**Problem requirements**
Beginning with the line that holds "An element's bounding" in the data below, give again every line through the one that holds "latitude/longitude in meters", exactly as written.

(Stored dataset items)
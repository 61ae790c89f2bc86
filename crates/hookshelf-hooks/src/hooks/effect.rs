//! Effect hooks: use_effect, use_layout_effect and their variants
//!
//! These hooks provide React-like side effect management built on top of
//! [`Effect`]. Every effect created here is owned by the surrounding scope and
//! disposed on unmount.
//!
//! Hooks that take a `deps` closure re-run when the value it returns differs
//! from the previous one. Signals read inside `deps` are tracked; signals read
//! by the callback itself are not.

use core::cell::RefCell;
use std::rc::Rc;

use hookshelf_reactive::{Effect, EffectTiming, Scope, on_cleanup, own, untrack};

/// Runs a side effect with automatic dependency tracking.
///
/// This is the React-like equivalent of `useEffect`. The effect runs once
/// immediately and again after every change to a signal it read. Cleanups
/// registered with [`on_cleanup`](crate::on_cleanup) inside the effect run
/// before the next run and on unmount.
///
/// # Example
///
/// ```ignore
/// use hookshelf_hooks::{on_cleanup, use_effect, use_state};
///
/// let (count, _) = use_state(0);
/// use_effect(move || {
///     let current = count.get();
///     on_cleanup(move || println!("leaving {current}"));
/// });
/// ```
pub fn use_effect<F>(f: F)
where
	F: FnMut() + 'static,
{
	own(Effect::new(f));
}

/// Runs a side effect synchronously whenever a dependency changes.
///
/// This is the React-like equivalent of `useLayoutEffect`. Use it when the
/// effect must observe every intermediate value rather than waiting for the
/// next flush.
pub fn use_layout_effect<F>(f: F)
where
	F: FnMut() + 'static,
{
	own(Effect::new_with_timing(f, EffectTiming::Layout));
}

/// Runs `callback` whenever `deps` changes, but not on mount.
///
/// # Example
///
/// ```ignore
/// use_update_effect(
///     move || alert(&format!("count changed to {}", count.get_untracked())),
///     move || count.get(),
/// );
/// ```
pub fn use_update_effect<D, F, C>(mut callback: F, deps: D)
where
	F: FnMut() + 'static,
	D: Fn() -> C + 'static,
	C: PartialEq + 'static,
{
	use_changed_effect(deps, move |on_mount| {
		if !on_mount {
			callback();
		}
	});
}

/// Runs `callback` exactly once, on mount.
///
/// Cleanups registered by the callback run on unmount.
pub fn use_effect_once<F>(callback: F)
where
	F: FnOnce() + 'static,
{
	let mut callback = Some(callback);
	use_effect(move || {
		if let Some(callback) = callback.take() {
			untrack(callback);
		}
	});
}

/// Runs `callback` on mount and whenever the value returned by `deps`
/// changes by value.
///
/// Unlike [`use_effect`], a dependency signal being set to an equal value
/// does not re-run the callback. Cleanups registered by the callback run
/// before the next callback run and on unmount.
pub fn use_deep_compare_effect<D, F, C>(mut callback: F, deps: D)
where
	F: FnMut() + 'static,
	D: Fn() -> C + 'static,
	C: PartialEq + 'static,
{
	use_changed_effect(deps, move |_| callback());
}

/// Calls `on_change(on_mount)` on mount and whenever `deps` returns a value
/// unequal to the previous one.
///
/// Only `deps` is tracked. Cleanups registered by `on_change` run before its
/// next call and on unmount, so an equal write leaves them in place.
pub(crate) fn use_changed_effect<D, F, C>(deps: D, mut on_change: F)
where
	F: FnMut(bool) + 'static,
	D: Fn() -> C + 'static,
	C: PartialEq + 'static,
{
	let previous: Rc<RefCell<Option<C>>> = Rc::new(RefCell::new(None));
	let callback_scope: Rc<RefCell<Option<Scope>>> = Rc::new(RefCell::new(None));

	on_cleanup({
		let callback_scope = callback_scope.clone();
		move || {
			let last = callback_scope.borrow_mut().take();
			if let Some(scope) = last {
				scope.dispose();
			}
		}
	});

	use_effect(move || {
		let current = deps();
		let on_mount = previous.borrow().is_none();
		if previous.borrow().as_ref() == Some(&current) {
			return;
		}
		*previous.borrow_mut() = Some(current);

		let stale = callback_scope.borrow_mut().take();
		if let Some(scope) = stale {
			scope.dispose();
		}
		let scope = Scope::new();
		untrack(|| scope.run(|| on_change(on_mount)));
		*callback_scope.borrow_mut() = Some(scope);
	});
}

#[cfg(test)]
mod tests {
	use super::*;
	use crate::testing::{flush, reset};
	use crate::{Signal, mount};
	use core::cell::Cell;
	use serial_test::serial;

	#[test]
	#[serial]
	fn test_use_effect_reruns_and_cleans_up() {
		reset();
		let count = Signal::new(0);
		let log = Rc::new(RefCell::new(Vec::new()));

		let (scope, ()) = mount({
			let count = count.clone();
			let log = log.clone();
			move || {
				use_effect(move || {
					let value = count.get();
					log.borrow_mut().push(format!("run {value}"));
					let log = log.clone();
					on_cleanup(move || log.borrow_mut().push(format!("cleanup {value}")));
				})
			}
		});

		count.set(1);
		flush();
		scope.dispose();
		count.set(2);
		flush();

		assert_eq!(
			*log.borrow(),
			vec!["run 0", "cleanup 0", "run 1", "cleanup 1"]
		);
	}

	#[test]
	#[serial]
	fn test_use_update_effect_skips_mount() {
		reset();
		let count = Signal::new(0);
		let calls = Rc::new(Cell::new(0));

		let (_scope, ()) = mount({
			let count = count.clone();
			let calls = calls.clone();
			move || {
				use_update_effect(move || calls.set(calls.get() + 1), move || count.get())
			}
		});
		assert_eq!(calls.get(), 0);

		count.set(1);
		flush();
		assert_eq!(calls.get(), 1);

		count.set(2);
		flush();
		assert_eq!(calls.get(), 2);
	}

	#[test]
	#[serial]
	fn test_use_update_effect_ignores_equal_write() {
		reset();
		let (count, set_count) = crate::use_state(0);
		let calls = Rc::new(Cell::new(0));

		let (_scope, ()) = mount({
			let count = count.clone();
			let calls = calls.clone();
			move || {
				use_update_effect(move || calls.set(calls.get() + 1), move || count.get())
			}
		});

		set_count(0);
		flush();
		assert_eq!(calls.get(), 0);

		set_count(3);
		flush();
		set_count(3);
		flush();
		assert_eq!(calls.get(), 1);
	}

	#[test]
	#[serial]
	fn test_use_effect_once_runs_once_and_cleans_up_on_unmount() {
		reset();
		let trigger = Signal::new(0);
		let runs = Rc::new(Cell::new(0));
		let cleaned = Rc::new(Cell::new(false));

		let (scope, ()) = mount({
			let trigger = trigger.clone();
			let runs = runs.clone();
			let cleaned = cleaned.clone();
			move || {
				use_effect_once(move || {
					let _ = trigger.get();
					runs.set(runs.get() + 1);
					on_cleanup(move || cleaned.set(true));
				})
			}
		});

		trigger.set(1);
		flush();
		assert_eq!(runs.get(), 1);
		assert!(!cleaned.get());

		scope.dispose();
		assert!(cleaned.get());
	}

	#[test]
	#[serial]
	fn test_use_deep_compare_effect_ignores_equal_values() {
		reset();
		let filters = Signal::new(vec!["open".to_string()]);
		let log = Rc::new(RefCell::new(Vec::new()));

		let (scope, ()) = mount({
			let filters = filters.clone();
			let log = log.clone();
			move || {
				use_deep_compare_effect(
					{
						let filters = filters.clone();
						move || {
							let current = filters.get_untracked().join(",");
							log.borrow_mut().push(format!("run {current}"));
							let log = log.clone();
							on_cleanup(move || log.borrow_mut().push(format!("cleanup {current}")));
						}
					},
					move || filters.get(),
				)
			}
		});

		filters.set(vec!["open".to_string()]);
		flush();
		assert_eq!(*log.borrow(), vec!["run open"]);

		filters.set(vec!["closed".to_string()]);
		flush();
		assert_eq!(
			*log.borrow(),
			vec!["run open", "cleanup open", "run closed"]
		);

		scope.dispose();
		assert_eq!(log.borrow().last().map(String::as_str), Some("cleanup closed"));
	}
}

==

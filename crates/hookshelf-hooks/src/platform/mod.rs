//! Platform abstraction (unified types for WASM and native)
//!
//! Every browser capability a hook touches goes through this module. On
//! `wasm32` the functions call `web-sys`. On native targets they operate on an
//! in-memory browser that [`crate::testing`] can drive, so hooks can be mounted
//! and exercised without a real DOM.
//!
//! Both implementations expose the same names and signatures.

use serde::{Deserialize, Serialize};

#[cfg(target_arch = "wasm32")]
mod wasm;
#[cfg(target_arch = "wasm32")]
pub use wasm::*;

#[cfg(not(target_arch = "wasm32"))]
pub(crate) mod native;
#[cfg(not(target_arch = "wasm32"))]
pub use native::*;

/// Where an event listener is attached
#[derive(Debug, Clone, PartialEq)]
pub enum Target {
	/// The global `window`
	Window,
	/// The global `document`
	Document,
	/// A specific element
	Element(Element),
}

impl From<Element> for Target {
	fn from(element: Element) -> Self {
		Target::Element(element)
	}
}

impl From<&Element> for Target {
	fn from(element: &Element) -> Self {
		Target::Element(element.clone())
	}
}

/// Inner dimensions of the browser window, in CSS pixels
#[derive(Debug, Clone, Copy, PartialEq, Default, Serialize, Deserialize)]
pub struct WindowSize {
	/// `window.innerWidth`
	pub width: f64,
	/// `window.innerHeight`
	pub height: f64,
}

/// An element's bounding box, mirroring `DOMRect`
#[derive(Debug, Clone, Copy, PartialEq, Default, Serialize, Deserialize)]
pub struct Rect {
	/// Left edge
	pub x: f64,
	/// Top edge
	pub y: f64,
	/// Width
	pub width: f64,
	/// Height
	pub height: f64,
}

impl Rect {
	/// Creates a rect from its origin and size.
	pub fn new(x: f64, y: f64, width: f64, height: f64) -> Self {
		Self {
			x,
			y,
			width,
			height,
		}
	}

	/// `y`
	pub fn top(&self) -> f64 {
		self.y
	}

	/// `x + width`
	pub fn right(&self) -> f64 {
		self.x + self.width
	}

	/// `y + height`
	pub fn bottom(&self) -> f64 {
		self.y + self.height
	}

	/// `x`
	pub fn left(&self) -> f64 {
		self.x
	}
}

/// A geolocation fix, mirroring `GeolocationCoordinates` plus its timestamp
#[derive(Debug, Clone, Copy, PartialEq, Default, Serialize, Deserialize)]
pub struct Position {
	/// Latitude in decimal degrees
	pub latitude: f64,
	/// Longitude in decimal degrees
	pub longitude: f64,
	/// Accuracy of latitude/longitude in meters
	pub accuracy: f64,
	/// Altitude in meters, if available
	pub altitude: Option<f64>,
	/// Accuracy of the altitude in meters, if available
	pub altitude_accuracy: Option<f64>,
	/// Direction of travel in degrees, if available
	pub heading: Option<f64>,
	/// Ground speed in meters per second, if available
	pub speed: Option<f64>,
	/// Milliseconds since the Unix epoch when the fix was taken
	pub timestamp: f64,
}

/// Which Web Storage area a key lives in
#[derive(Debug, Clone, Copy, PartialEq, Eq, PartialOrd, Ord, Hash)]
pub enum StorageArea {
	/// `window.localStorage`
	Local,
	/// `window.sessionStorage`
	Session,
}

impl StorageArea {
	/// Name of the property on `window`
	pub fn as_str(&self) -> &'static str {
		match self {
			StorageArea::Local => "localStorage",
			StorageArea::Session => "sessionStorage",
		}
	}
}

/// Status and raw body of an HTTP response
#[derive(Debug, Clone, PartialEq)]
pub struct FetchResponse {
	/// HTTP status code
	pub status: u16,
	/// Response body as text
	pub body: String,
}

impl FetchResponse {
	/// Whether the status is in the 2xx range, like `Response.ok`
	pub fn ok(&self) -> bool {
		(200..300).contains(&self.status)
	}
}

* * *

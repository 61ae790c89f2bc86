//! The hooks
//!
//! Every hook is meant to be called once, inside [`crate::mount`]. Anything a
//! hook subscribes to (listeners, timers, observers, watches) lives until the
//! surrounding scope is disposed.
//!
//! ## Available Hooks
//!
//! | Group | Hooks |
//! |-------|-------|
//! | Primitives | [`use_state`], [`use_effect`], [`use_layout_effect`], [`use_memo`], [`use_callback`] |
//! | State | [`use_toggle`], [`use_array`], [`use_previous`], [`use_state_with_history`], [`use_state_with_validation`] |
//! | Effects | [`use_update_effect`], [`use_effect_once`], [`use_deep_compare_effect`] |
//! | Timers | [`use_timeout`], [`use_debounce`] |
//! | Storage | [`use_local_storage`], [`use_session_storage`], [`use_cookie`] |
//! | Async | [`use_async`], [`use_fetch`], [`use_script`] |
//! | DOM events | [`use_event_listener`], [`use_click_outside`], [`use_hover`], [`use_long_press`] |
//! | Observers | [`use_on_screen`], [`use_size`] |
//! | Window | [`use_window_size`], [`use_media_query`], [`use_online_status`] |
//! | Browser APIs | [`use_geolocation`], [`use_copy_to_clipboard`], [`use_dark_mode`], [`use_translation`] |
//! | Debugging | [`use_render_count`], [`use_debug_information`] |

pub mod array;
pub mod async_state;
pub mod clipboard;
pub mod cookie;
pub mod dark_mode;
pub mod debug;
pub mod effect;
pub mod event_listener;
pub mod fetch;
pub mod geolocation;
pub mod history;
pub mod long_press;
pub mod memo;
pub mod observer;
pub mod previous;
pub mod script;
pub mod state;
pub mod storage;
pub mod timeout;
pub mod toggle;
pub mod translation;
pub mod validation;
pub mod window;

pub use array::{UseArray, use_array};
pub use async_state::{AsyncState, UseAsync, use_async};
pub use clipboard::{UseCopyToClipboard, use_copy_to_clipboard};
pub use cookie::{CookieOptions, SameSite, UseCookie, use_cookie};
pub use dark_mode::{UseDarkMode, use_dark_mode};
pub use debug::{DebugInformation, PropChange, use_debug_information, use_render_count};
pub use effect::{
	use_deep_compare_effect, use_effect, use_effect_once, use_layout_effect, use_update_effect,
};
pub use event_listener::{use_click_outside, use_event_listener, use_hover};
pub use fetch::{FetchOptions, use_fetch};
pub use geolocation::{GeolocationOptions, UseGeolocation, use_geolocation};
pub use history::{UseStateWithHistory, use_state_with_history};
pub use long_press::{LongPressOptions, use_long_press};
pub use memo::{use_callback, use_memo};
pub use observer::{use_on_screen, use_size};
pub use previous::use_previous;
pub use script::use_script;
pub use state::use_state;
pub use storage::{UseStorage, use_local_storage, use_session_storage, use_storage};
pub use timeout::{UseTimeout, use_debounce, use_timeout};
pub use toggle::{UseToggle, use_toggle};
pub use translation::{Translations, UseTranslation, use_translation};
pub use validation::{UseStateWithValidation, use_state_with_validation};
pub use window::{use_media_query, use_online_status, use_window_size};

**Output below**
/// An element's bounding box, mirroring `DOMRect`
#[derive(Debug, Clone, Copy, PartialEq, Default, Serialize, Deserialize)]
pub struct Rect {
	/// Left edge
	pub x: f64,
	/// Top edge
	pub y: f64,
	/// Width
	pub width: f64,
	/// Height
	pub height: f64,
}

impl Rect {
	/// Creates a rect from its origin and size.
	pub fn new(x: f64, y: f64, width: f64, height: f64) -> Self {
		Self {
			x,
			y,
			width,
			height,
		}
	}

	/// `y`
	pub fn top(&self) -> f64 {
		self.y
	}

	/// `x + width`
	pub fn right(&self) -> f64 {
		self.x + self.width
	}

	/// `y + height`
	pub fn bottom(&self) -> f64 {
		self.y + self.height
	}

	/// `x`
	pub fn left(&self) -> f64 {
		self.x
	}
}

/// A geolocation fix, mirroring `GeolocationCoordinates` plus its timestamp
#[derive(Debug, Clone, Copy, PartialEq, Default, Serialize, Deserialize)]
pub struct Position {
	/// Latitude in decimal degrees
	pub latitude: f64,
	/// Longitude in decimal degrees
	pub longitude: f64,
	/// Accuracy of latitude/longitude in meters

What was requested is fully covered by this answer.